# Task to complete
After reading the entries below, copy word for word the lines from the first through the line containing "expression reached a place that needs a value", and stop there.

# Input material
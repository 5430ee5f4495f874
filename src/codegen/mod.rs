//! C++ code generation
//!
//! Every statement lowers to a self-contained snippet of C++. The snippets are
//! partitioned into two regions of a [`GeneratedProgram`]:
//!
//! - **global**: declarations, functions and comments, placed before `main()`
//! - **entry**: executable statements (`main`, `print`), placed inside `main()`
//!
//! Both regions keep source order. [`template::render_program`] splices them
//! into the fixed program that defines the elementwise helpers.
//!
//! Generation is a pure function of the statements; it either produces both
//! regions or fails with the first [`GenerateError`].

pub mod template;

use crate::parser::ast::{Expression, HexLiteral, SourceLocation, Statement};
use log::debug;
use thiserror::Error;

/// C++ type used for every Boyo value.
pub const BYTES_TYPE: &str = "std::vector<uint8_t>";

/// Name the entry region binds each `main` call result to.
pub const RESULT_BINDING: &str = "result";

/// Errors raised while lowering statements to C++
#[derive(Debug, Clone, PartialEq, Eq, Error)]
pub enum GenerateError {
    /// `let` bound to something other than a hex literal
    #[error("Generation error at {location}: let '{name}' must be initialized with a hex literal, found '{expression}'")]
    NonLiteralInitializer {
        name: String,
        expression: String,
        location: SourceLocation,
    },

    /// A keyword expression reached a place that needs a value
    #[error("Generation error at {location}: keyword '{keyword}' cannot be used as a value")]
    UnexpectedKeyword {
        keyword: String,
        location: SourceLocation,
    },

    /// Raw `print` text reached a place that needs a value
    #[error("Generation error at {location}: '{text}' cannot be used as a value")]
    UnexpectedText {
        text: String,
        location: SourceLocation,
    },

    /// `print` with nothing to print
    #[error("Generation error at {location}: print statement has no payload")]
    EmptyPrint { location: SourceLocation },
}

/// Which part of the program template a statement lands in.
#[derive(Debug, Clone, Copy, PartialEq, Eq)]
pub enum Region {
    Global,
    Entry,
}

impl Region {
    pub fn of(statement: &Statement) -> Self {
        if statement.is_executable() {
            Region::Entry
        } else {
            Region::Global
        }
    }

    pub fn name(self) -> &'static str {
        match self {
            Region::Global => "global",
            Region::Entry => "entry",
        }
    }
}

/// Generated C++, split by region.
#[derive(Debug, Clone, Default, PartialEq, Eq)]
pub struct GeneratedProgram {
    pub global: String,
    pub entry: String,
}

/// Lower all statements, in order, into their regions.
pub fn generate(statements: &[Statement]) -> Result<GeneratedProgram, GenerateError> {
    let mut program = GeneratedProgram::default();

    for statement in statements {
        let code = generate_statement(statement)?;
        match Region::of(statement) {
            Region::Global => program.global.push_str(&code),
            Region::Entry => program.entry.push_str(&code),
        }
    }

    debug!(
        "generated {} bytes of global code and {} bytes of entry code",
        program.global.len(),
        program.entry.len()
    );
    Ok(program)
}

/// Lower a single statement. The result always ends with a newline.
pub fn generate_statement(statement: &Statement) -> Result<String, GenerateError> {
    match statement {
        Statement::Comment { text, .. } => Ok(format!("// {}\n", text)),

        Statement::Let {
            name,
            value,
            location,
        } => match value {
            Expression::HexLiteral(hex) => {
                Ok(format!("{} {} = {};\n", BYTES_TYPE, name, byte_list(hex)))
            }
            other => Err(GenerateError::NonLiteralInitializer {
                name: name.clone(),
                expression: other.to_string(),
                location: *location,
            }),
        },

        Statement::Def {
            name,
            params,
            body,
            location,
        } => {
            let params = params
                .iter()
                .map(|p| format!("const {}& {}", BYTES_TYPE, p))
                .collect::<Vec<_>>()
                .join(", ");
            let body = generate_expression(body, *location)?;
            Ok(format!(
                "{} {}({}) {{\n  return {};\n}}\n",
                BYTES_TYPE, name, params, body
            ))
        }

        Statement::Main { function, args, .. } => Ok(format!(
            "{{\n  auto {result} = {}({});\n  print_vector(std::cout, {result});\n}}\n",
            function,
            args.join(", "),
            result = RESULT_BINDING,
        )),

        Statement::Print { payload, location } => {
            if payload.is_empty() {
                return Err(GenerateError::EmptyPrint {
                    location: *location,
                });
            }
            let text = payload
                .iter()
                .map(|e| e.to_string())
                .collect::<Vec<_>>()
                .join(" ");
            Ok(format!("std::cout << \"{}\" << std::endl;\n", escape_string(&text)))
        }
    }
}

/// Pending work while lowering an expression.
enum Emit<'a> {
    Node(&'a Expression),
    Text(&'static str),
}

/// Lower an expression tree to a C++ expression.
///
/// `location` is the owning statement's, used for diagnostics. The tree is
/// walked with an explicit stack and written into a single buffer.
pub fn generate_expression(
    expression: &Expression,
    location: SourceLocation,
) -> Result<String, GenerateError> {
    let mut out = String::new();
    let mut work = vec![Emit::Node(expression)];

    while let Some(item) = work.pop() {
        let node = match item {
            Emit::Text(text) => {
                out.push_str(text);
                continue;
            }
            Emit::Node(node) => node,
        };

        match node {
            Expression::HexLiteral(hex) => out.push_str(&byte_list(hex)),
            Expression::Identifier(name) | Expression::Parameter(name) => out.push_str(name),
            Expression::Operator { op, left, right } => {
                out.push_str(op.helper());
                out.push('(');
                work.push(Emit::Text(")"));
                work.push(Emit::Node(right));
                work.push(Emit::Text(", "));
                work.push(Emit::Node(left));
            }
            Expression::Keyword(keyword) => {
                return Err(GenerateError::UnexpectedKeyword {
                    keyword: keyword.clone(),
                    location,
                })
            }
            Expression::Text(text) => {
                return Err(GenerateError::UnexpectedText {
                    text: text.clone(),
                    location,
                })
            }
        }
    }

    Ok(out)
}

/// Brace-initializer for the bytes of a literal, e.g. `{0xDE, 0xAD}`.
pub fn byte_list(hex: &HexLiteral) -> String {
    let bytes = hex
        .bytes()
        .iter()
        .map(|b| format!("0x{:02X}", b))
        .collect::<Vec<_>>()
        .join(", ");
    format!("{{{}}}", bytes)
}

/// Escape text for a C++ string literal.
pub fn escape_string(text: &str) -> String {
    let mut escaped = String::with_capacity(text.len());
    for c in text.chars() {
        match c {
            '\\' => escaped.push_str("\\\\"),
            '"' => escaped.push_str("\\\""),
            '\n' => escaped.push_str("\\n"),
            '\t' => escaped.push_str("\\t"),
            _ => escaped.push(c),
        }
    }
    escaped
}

# Response box
repository 5430ee5f4495f874
filename src/codegen/mod.rs
//! C++ code generation
//!
//! Every statement lowers to a self-contained snippet of C++. The snippets are
//! partitioned into two regions of a [`GeneratedProgram`]:
//!
//! - **global**: declarations, functions and comments, placed before `main()`
//! - **entry**: executable statements (`main`, `print`), placed inside `main()`
//!
//! Both regions keep source order. [`template::render_program`] splices them
//! into the fixed program that defines the elementwise helpers.
//!
//! Generation is a pure function of the statements; it either produces both
//! regions or fails with the first [`GenerateError`].

pub mod template;

use crate::parser::ast::{Expression, HexLiteral, SourceLocation, Statement};
use log::debug;
use thiserror::Error;

/// C++ type used for every Boyo value.
pub const BYTES_TYPE: &str = "std::vector<uint8_t>";

/// Name the entry region binds each `main` call result to.
pub const RESULT_BINDING: &str = "result";

/// Errors raised while lowering statements to C++
#[derive(Debug, Clone, PartialEq, Eq, Error)]
pub enum GenerateError {
    /// `let` bound to something other than a hex literal
    #[error("Generation error at {location}: let '{name}' must be initialized with a hex literal, found '{expression}'")]
    NonLiteralInitializer {
        name: String,
        expression: String,
        location: SourceLocation,
    },

    /// A keyword expression reached a place that needs a value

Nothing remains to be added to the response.